The relationship between Zaza and Judith is destined for demise, though, not because of any cosmic fate, but because his family refuses to allow it to succeed. In the film’s most tense and heartbreaking sequence, Zaza’s entire family barges into Judith apartment and confronts the couple with disparagements that range from calling Judith a “whore,” to criticizing the fact that her oven is dirty, to one uncle who threatens her life. This is the film’s lynchpin moment, as it is Zaza’s chance to make his choice: Will he allow his family to continue to determine the course of his life, or does he make his stand?

The fact is, he never really makes a choice because he eventually tries to have it both ways. Zaza is ultimately the film’s weakest character not because he gives in to his family’s unseemly pressure, but because he does so and then tries to go back on it in an embarrassingly half-hearted way. Judith, despite her low social position, emerges as the one character with true strength—she makes tough decisions and sticks with them out of a sense of self-dignity and a clear-eyed awareness of the way the world works. Yasha and Lili would also appear to be characters of great strength—or at least rock-solid conviction—but they ultimately pale in comparison to Judith because their sense of control in their own lives rests entirely on their ability to control others. Whether you agree with the practice of arranged marriages or not, it is nearly impossible to sympathize with their plight, although Koshashvili does make allowance for Lili’s humanity by having her talk to Judith and, to a limited extend, offer her respect.

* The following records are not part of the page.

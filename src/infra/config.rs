// src/infra/config.rs — Configuration loading (TOML + env overrides)

use serde::{Deserialize, Serialize};
use std::path::{Path, PathBuf};

use crate::core::composer::Trigger;
use crate::infra::errors::ProphetError;
use crate::infra::paths;

pub const MAIN_MODEL_ENV: &str = "MAIN_MODEL";
pub const EVAL_MODEL_ENV: &str = "EVAL_MODEL";
pub const MAX_ATTEMPTS_ENV: &str = "PROPHET_MAX_ATTEMPTS";

#[derive(Debug, Clone, Default, Serialize, Deserialize)]
pub struct Config {
    #[serde(default)]
    pub models: ModelsConfig,

    #[serde(default)]
    pub provider: ProviderConfig,

    #[serde(default)]
    pub quality: QualityConfig,

    #[serde(default)]
    pub persona: PersonaConfig,

    #[serde(default)]
    pub trigger: TriggerConfig,

    #[serde(default)]
    pub chat: ChatConfig,
}

#[derive(Debug, Clone, Serialize, Deserialize)]
#[serde(default)]
pub struct ModelsConfig {
    /// Model that writes in-character replies.
    pub main: String,
    /// Model that judges them.
    pub eval: String,
}

impl Default for ModelsConfig {
    fn default() -> Self {
        Self {
            main: "gpt-4o-mini".into(),
            eval: "gpt-3.5-turbo".into(),
        }
    }
}

#[derive(Debug, Clone, Serialize, Deserialize)]
#[serde(default)]
pub struct ProviderConfig {
    pub base_url: String,
    pub api_key_env: String,
}

impl Default for ProviderConfig {
    fn default() -> Self {
        Self {
            base_url: "https://api.openai.com/v1".into(),
            api_key_env: "OPENAI_API_KEY".into(),
        }
    }
}

#[derive(Debug, Clone, Serialize, Deserialize)]
#[serde(default)]
pub struct QualityConfig {
    /// Total attempts per turn, including the first one.
    pub max_attempts: u8,
}

impl Default for QualityConfig {
    fn default() -> Self {
        Self { max_attempts: 3 }
    }
}

#[derive(Debug, Clone, Serialize, Deserialize)]
#[serde(default)]
pub struct PersonaConfig {
    pub context_dir: PathBuf,
    /// Actor exports (JSON), relative to `context_dir`.
    pub actors: Vec<PathBuf>,
    /// Journal and backstory text files, relative to `context_dir`.
    pub journals: Vec<PathBuf>,
    /// Rules reference text, relative to `context_dir`.
    pub rules: PathBuf,
    /// Replaces the built-in responder rubric.
    pub rubric: Option<PathBuf>,
    /// Replaces the built-in evaluator rubric.
    pub evaluator_rubric: Option<PathBuf>,
}

impl Default for PersonaConfig {
    fn default() -> Self {
        Self {
            context_dir: PathBuf::from("persona"),
            actors: [
                "actors/jabari.json",
                "actors/oksana-aleksandrovna.json",
                "actors/orpheus-belcourt.json",
                "actors/stella-belcourt.json",
                "actors/umniy-sobaka.json",
            ]
            .iter()
            .map(PathBuf::from)
            .collect(),
            journals: [
                "journals/orpheus_public_journal.txt",
                "journals/orpheus_private_journal.txt",
                "journals/orpheus_stella_backstory.txt",
                "journals/sobaka_backstory.txt",
            ]
            .iter()
            .map(PathBuf::from)
            .collect(),
            rules: PathBuf::from("dead_laws.txt"),
            rubric: None,
            evaluator_rubric: None,
        }
    }
}

impl PersonaConfig {
    /// Join a configured document path onto `context_dir` (absolute paths pass through).
    pub fn resolve(&self, relative: &Path) -> PathBuf {
        self.context_dir.join(relative)
    }
}

#[derive(Debug, Clone, Serialize, Deserialize)]
#[serde(default)]
pub struct TriggerConfig {
    pub enabled: bool,
    pub phrase: String,
    pub directive: String,
}

impl Default for TriggerConfig {
    fn default() -> Self {
        Self {
            enabled: true,
            phrase: "patent".into(),
            directive: "Everything in your reply needs to be in pig latin - \
                        it is mandatory that you respond only and entirely in pig latin"
                .into(),
        }
    }
}

impl TriggerConfig {
    /// The active trigger, if enabled and non-empty.
    pub fn to_trigger(&self) -> Option<Trigger> {
        if !self.enabled || self.phrase.trim().is_empty() {
            return None;
        }
        Some(Trigger::new(&self.phrase, &self.directive))
    }
}

#[derive(Debug, Clone, Serialize, Deserialize)]
#[serde(default)]
pub struct ChatConfig {
    /// First assistant turn of every chat session.
    pub greeting: String,
}

impl Default for ChatConfig {
    fn default() -> Self {
        Self {
            greeting: "Bombaclot Prophet, ancient Celestial at your service. \
                       Pose thy questions and endure my timeless mockery."
                .into(),
        }
    }
}

impl Config {
    /// Load config: explicit path, then PROPHET_HOME / platform config dir, then defaults.
    pub fn load(explicit: Option<&Path>) -> anyhow::Result<Self> {
        if let Some(path) = explicit {
            return Self::load_from(path);
        }
        match paths::config_file_path() {
            Some(path) if path.exists() => Self::load_from(&path),
            _ => Ok(Self::default()),
        }
    }

    pub fn load_from(path: &Path) -> anyhow::Result<Self> {
        let content = std::fs::read_to_string(path)
            .map_err(|e| anyhow::anyhow!("reading {}: {}", path.display(), e))?;
        let config: Config = toml::from_str(&content)?;
        Ok(config)
    }

    /// Apply MAIN_MODEL / EVAL_MODEL / PROPHET_MAX_ATTEMPTS from the process environment.
    pub fn apply_env_overrides(&mut self) -> Result<(), ProphetError> {
        self.apply_overrides_from(|key| std::env::var(key).ok())
    }

    pub fn apply_overrides_from(
        &mut self,
        lookup: impl Fn(&str) -> Option<String>,
    ) -> Result<(), ProphetError> {
        let non_empty = |key: &str| lookup(key).filter(|v| !v.trim().is_empty());

        if let Some(model) = non_empty(MAIN_MODEL_ENV) {
            self.models.main = model;
        }
        if let Some(model) = non_empty(EVAL_MODEL_ENV) {
            self.models.eval = model;
        }
        if let Some(raw) = non_empty(MAX_ATTEMPTS_ENV) {
            self.quality.max_attempts = raw.trim().parse().map_err(|_| {
                ProphetError::Config(format!("{MAX_ATTEMPTS_ENV} must be 1-255, got '{raw}'"))
            })?;
        }
        self.validate()
    }

    pub fn validate(&self) -> Result<(), ProphetError> {
        if self.quality.max_attempts == 0 {
            return Err(ProphetError::Config(
                "quality.max_attempts must be at least 1".into(),
            ));
        }
        if self.models.main.trim().is_empty() || self.models.eval.trim().is_empty() {
            return Err(ProphetError::Config("model ids must not be empty".into()));
        }
        Ok(())
    }
}
// src/provider/openai.rs — OpenAI Chat Completions provider (also serves compatible endpoints)

use async_trait::async_trait;

use super::{ChatRequest, ChatResponse, ModelProvider, TokenUsage};
use crate::infra::config::ProviderConfig;
use crate::infra::errors::ProphetError;

pub struct OpenAIProvider {
    api_key: String,
    client: reqwest::Client,
    base_url: String,
}

impl OpenAIProvider {
    pub fn with_base_url(api_key: String, base_url: String) -> Self {
        Self {
            api_key,
            client: reqwest::Client::new(),
            base_url: base_url.trim_end_matches('/').to_string(),
        }
    }

    /// Build from config, reading the API key from the configured env var.
    pub fn from_config(config: &ProviderConfig) -> Result<Self, ProphetError> {
        let api_key = std::env::var(&config.api_key_env)
            .ok()
            .filter(|k| !k.trim().is_empty())
            .ok_or_else(|| ProphetError::MissingApiKey {
                env_var: config.api_key_env.clone(),
            })?;
        Ok(Self::with_base_url(api_key, config.base_url.clone()))
    }
}

#[async_trait]
impl ModelProvider for OpenAIProvider {
    fn id(&self) -> &str {
        "openai"
    }

    async fn chat(&self, request: ChatRequest) -> Result<ChatResponse, ProphetError> {
        let body = build_body(&request);

        let response = self
            .client
            .post(format!("{}/chat/completions", self.base_url))
            .header("Authorization", format!("Bearer {}", self.api_key))
            .json(&body)
            .send()
            .await
            .map_err(|e| ProphetError::provider("openai", e.to_string()))?;

        let status = response.status();
        if !status.is_success() {
            let error_body = response.text().await.unwrap_or_default();
            return Err(ProphetError::provider(
                "openai",
                format!("HTTP {}: {}", status, error_body),
            ));
        }

        let resp: serde_json::Value = response.json().await.map_err(|e| {
            ProphetError::provider("openai", format!("Failed to parse response: {}", e))
        })?;

        parse_response(&resp)
    }
}

/// Serialize a request into the Chat Completions body.
pub(crate) fn build_body(request: &ChatRequest) -> serde_json::Value {
    let messages: Vec<serde_json::Value> = request
        .messages
        .iter()
        .map(|m| {
            serde_json::json!({
                "role": m.role.as_str(),
                "content": m.content,
            })
        })
        .collect();

    serde_json::json!({
        "model": request.model,
        "messages": messages,
    })
}

/// Pull the first choice's text and the usage block out of a response body.
pub(crate) fn parse_response(resp: &serde_json::Value) -> Result<ChatResponse, ProphetError> {
    let choice = resp["choices"].get(0).ok_or_else(|| {
        ProphetError::provider("openai", "Response contained no choices".to_string())
    })?;

    // A null content (e.g. refusals) is an empty completion, not a failure.
    let content = choice["message"]["content"]
        .as_str()
        .unwrap_or("")
        .to_string();

    let usage = TokenUsage {
        input_tokens: token_count(&resp["usage"]["prompt_tokens"]),
        output_tokens: token_count(&resp["usage"]["completion_tokens"]),
    };

    Ok(ChatResponse { content, usage })
}

/// Missing or non-numeric counts read as 0; counts past `u32::MAX` clamp to it.
fn token_count(value: &serde_json::Value) -> u32 {
    value
        .as_u64()
        .map(|n| u32::try_from(n).unwrap_or(u32::MAX))
        .unwrap_or(0)
}
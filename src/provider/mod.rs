// src/provider/mod.rs — Model provider layer

pub mod openai;

use async_trait::async_trait;
use serde::{Deserialize, Serialize};

use crate::infra::errors::ProphetError;

/// Core trait that all model providers implement.
///
/// One request, one completion. Transport failures come back as
/// `ProphetError::Provider`; callers decide whether they are fatal.
#[async_trait]
pub trait ModelProvider: Send + Sync {
    fn id(&self) -> &str;

    async fn chat(&self, request: ChatRequest) -> Result<ChatResponse, ProphetError>;
}

#[cfg(test)]
mockall::mock! {
    pub Provider {}

    #[async_trait]
    impl ModelProvider for Provider {
        fn id(&self) -> &str;
        async fn chat(&self, request: ChatRequest) -> Result<ChatResponse, ProphetError>;
    }
}

#[derive(Debug, Clone, Default)]
pub struct ChatRequest {
    pub model: String,
    pub messages: Vec<Message>,
}

#[derive(Debug, Clone, Default)]
pub struct ChatResponse {
    /// Completion text; empty when the provider returned no content.
    pub content: String,
    pub usage: TokenUsage,
}

/// One conversation turn, as exchanged with both the chat surface and the provider.
#[derive(Debug, Clone, PartialEq, Eq, Serialize, Deserialize)]
pub struct Message {
    pub role: Role,
    pub content: String,
}

impl Message {
    pub fn system(content: impl Into<String>) -> Self {
        Self {
            role: Role::System,
            content: content.into(),
        }
    }

    pub fn user(content: impl Into<String>) -> Self {
        Self {
            role: Role::User,
            content: content.into(),
        }
    }

    pub fn assistant(content: impl Into<String>) -> Self {
        Self {
            role: Role::Assistant,
            content: content.into(),
        }
    }
}

#[derive(Debug, Clone, Copy, Serialize, Deserialize, PartialEq, Eq)]
#[serde(rename_all = "lowercase")]
pub enum Role {
    System,
    User,
    Assistant,
}

impl Role {
    pub fn as_str(&self) -> &'static str {
        match self {
            Role::System => "system",
            Role::User => "user",
            Role::Assistant => "assistant",
        }
    }
}

impl std::fmt::Display for Role {
    fn fmt(&self, f: &mut std::fmt::Formatter<'_>) -> std::fmt::Result {
        f.write_str(self.as_str())
    }
}

#[derive(Debug, Clone, Copy, Default, PartialEq, Eq, Serialize, Deserialize)]
pub struct TokenUsage {
    pub input_tokens: u32,
    pub output_tokens: u32,
}

impl TokenUsage {
    /// Saturates at `u32::MAX`.
    pub fn total(&self) -> u32 {
        self.input_tokens.saturating_add(self.output_tokens)
    }

    pub fn add(&mut self, other: &TokenUsage) {
        self.input_tokens = self.input_tokens.saturating_add(other.input_tokens);
        self.output_tokens = self.output_tokens.saturating_add(other.output_tokens);
    }
}

#[cfg(test)]
mod tests {
    use super::*;

    // ─── TokenUsage tests ───────────────────────────────────────

    #[test]
    fn test_token_usage_total() {
        let u = TokenUsage {
            input_tokens: 100,
            output_tokens: 50,
        };
        assert_eq!(u.total(), 150);
    }

    #[test]
    fn test_token_usage_add() {
        let mut u = TokenUsage::default();
        u.add(&TokenUsage {
            input_tokens: 10,
            output_tokens: 5,
        });
        u.add(&TokenUsage {
            input_tokens: 1,
            output_tokens: 2,
        });
        assert_eq!(u.input_tokens, 11);
        assert_eq!(u.output_tokens, 7);
    }

    #[test]
    fn test_token_usage_saturates() {
        let mut u = TokenUsage {
            input_tokens: u32::MAX - 1,
            output_tokens: 10,
        };
        assert_eq!(u.total(), u32::MAX);

        u.add(&TokenUsage {
            input_tokens: 5,
            output_tokens: u32::MAX,
        });
        assert_eq!(u.input_tokens, u32::MAX);
        assert_eq!(u.output_tokens, u32::MAX);
    }

    // ─── Message tests ──────────────────────────────────────────

    #[test]
    fn test_message_constructors() {
        assert_eq!(Message::system("rules").role, Role::System);
        assert_eq!(Message::user("Hello").role, Role::User);
        let m = Message::assistant("Mortals… forever amusing.");
        assert_eq!(m.role, Role::Assistant);
        assert_eq!(m.content, "Mortals… forever amusing.");
    }

    #[test]
    fn test_message_wire_shape() {
        let json = serde_json::to_value(Message::user("hi")).unwrap();
        assert_eq!(json, serde_json::json!({"role": "user", "content": "hi"}));

        let back: Message =
            serde_json::from_str(r#"{"role":"assistant","content":"ok"}"#).unwrap();
        assert_eq!(back, Message::assistant("ok"));
    }

    #[test]
    fn test_unknown_role_rejected() {
        let result: Result<Message, _> =
            serde_json::from_str(r#"{"role":"tool","content":"x"}"#);
        assert!(result.is_err());
    }

    #[test]
    fn test_role_display() {
        assert_eq!(Role::Assistant.to_string(), "assistant");
    }
}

Late Marriage doesn’t pull any punches in either its depiction of its subject or its stance toward it. Koshashvili is hard on traditionalism and the dragging of ancient practices into the modern world. He shows how families can crush their young, all the time telling them that they’ll see someday why it had to be that way. Koshashvili’s point seems to be that right and wrong aren’t determined years down the road, but rather need to be assessed in the here and now.